# 28Krs And 2010 Tundra Crewmax



## vexter1 (May 18, 2010)

I'm considering a purchase of a 28KRS (an 06 or 07) and will be pulling it with my 2010 Crewmax - 5.7L with towing package. Is this a feasible trailer to tow with my tundra or does anyone have any experience towing one of these with a 1/2 ton?

Thanks for your time!


----------



## gonewild (Mar 13, 2009)

Your Tundra is a beast, as far as 1/2 tons go, and will pull the camper just fine, but you will be too close to the vehicles cargo capacity of 1500#s. Your tongue weight most likely will be >800#s loaded with a weight distributing hitch. This will leave you with a balance of <700#s for family and additional cargo. Too close to the TV's carrying limits IMO.

Just my 2cents.


----------



## luverofpeanuts (Mar 9, 2010)

vexter1 said:


> I'm considering a purchase of a 28KRS (an 06 or 07) and will be pulling it with my 2010 Crewmax - 5.7L with towing package. Is this a feasible trailer to tow with my tundra or does anyone have any experience towing one of these with a 1/2 ton?
> 
> Thanks for your time!


The Crew Max, like all other 1/2 ton crew cabs, is low on payload capacity.... it's better than most, but still low. It'd be good to get your CrewMax weighed, so you know exactly what left over payload you have with the truck unloaded. Weigh it with you and a full tank of gas, and see how much room you have left with your GVWR. I think payload rating is around 1500, so you could be even less than that if your Tundra is loaded with options. See if there is a little yellow sticker on the door or door jamb that says how much cargo capacity you have as the truck shipped from the factory. I looked at an F150 Platinum ( payload is speced at 1560)...the door jamb sticker said it had a cargo capacity of 980!!!!	A LOT less than I expected...and it was low to the begin with!

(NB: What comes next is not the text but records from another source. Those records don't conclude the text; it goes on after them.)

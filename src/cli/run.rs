//! The interactive chat loop behind `qllama run`.

use std::io::{self, BufRead, Write};
use tracing::warn;

use crate::cli::error::CliError;
use crate::cli::flags::split_trailing_flags;
use crate::cli::setup::{prepare_session, GenerationArgs};
use crate::commands::{process_input, CommandResult};
use crate::core::session::ChatSession;
use crate::utils::input::sanitize_line;

const PROMPT: &str = ">>> ";

pub fn write_banner<W: Write>(out: &mut W, model: &str) -> io::Result<()> {
    writeln!(out, "qllama chat with {model} 🦙")?;
    writeln!(
        out,
        "Type 'exit' or 'quit' to end the conversation, '/help' for commands."
    )?;
    writeln!(
        out,
        "To include images: <image:/path/to/image.jpg> or <image:https://example.com/image.jpg>"
    )?;
    writeln!(out, "To include videos: <video:/path/to/video.mp4>")?;
    writeln!(
        out,
        "Per-message settings go at the end: describe <image:cat.jpg> --temperature 0.2"
    )?;
    writeln!(out)
}

/// Reads lines from `input` until EOF or a quit word.
///
/// Failed turns and undecodable lines are reported and the loop carries
/// on; only I/O errors end it early.
pub async fn drive<R: BufRead, W: Write>(
    session: &mut ChatSession,
    mut input: R,
    out: &mut W,
    interactive: bool,
) -> io::Result<()> {
    let mut buf = Vec::new();
    loop {
        if interactive {
            write!(out, "{PROMPT}")?;
            out.flush()?;
        }

        buf.clear();
        if input.read_until(b'\n', &mut buf)? == 0 {
            if interactive {
                writeln!(out)?;
            }
            break;
        }

        let line = match std::str::from_utf8(&buf) {
            Ok(line) => line,
            Err(err) => {
                warn!(error = %err, "skipping undecodable input line");
                writeln!(out, "Error: input is not valid UTF-8 ({err})")?;
                continue;
            }
        };

        let text = sanitize_line(line);
        if text.trim().is_empty() {
            continue;
        }

        let message = match process_input(session, &text) {
            CommandResult::Quit => {
                writeln!(out, "Exiting qllama. Goodbye!")?;
                break;
            }
            CommandResult::Handled(reply) => {
                writeln!(out, "{reply}")?;
                continue;
            }
            CommandResult::ProcessAsMessage(message) => message,
        };

        let (prompt, overrides) = match split_trailing_flags(&message) {
            Ok(split) => split,
            Err(err) => {
                writeln!(out, "Error: {err}")?;
                continue;
            }
        };

        match session.submit_turn(prompt, &overrides).await {
            Ok(reply) => writeln!(out, "{}\n", reply.text())?,
            Err(err) => {
                warn!(error = %err, "turn failed");
                writeln!(out, "Error: {err}")?;
            }
        }
    }
    out.flush()
}

/// `qllama run <model>`: load, print the banner, then chat on stdin/stdout.
pub async fn run_chat(model: &str, args: &GenerationArgs) -> Result<(), CliError> {
    let mut session = prepare_session(model, args)?;

    let stdout = io::stdout();
    let mut out = stdout.lock();
    writeln!(out, "Loading {model}...")?;
    out.flush()?;
    session.load().await?;
    writeln!(out, "{model} loaded successfully!")?;
    writeln!(out)?;
    write_banner(&mut out, session.handler().model_id())?;

    let stdin = io::stdin();
    drive(&mut session, stdin.lock(), &mut out, true).await?;
    Ok(())
}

Like *gonewild* said that hitch weight will eat up alot your cargo capacity. If you have 4 people and a some stuff in the cab, any treasures you take with or bring back will probably have to stay in the camper for the ride to and from.

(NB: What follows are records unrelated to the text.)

//! Helper functions for settings operations.

use crate::core::config::data::Config;

use super::error::SettingError;

/// Runs `edit` against the current config and saves the result only when it
/// succeeds. Validation errors come back unchanged; load and save failures
/// become `SettingError::ConfigError`.
pub fn mutate_config<F, T>(edit: F) -> Result<T, SettingError>
where
    F: FnOnce(&mut Config) -> Result<T, SettingError>,
{
    Config::mutate(|config| {
        edit(config).map_err(|err| -> Box<dyn std::error::Error> { Box::new(err) })
    })
    .map_err(|err| match err.downcast::<SettingError>() {
        Ok(setting_error) => *setting_error,
        Err(other) => SettingError::ConfigError(other.to_string()),
    })
}

/// Parse a boolean value from user input.
///
/// Accepts: on/off, true/false, yes/no (case-insensitive).
pub fn parse_bool(input: &str) -> Option<bool> {
    match input.trim().to_lowercase().as_str() {
        "on" | "true" | "yes" | "1" => Some(true),
        "off" | "false" | "no" | "0" => Some(false),
        _ => None,
    }
}

/// Format a boolean value for display.
pub fn format_bool(value: bool) -> &'static str {
    if value {
        "on"
    } else {
        "off"
    }
}

pub fn success_set(key: &str, value: &str) -> String {
    format!("✅ Set {key} to: {value}")
}

pub fn success_unset(key: &str) -> String {
    format!("✅ Unset {key}")
}

/// Truncate a string to `max_chars` characters, appending "..." if truncated.
pub fn truncate_with_ellipsis(s: &str, max_chars: usize) -> String {
    let mut chars = s.chars();
    let truncated: String = chars.by_ref().take(max_chars).collect();
    if chars.next().is_some() {
        format!("{truncated}...")
    } else {
        truncated
    }
}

Having said all that, my guess is you probabably won't have problems towing, you'll just be at the limit or over some of the numbers. I was planning on getting a Crew Max a couple of years ago, but found that my '97 Expedition had more payload capacity than the CrewMax Tundra....and with canoes/kayaks, paddling gear, generator, dogs, chairs, etc.....I needed as much as I could get... and any bigger camper (with bigger hitch weight) was going to really put me over. I bet the Tundra would have pulled much better than the Expedition, but I just wanted to be ready to pull the next COUPLE of campers with my next tow vehicle.... so I opted to leap frog over the 1/2 ton pickups.


----------



## vexter1 (May 18, 2010)

OK guys - thanks for the input - is there another model you guys might recommend for me? I need something that has the garage separated from the living quarters, can hauls some BBQ smokers (around 800 - 1000 pounds) and sleep 3-4 people. Ducted A/C into the garage area would be sweet. My wife & I do competitive BBQ as a hobby, so this is a setup we would use about 1-2 times a month for about 4-5 days total and then store for the cold months. I'm open to suggestions. Thanks once again for your vaulable input everyone - I'd prefer to be safe rather than just tow to be towing.


----------



## luverofpeanuts (Mar 9, 2010)

vexter1 said:


> OK guys - thanks for the input - is there another model you guys might recommend for me?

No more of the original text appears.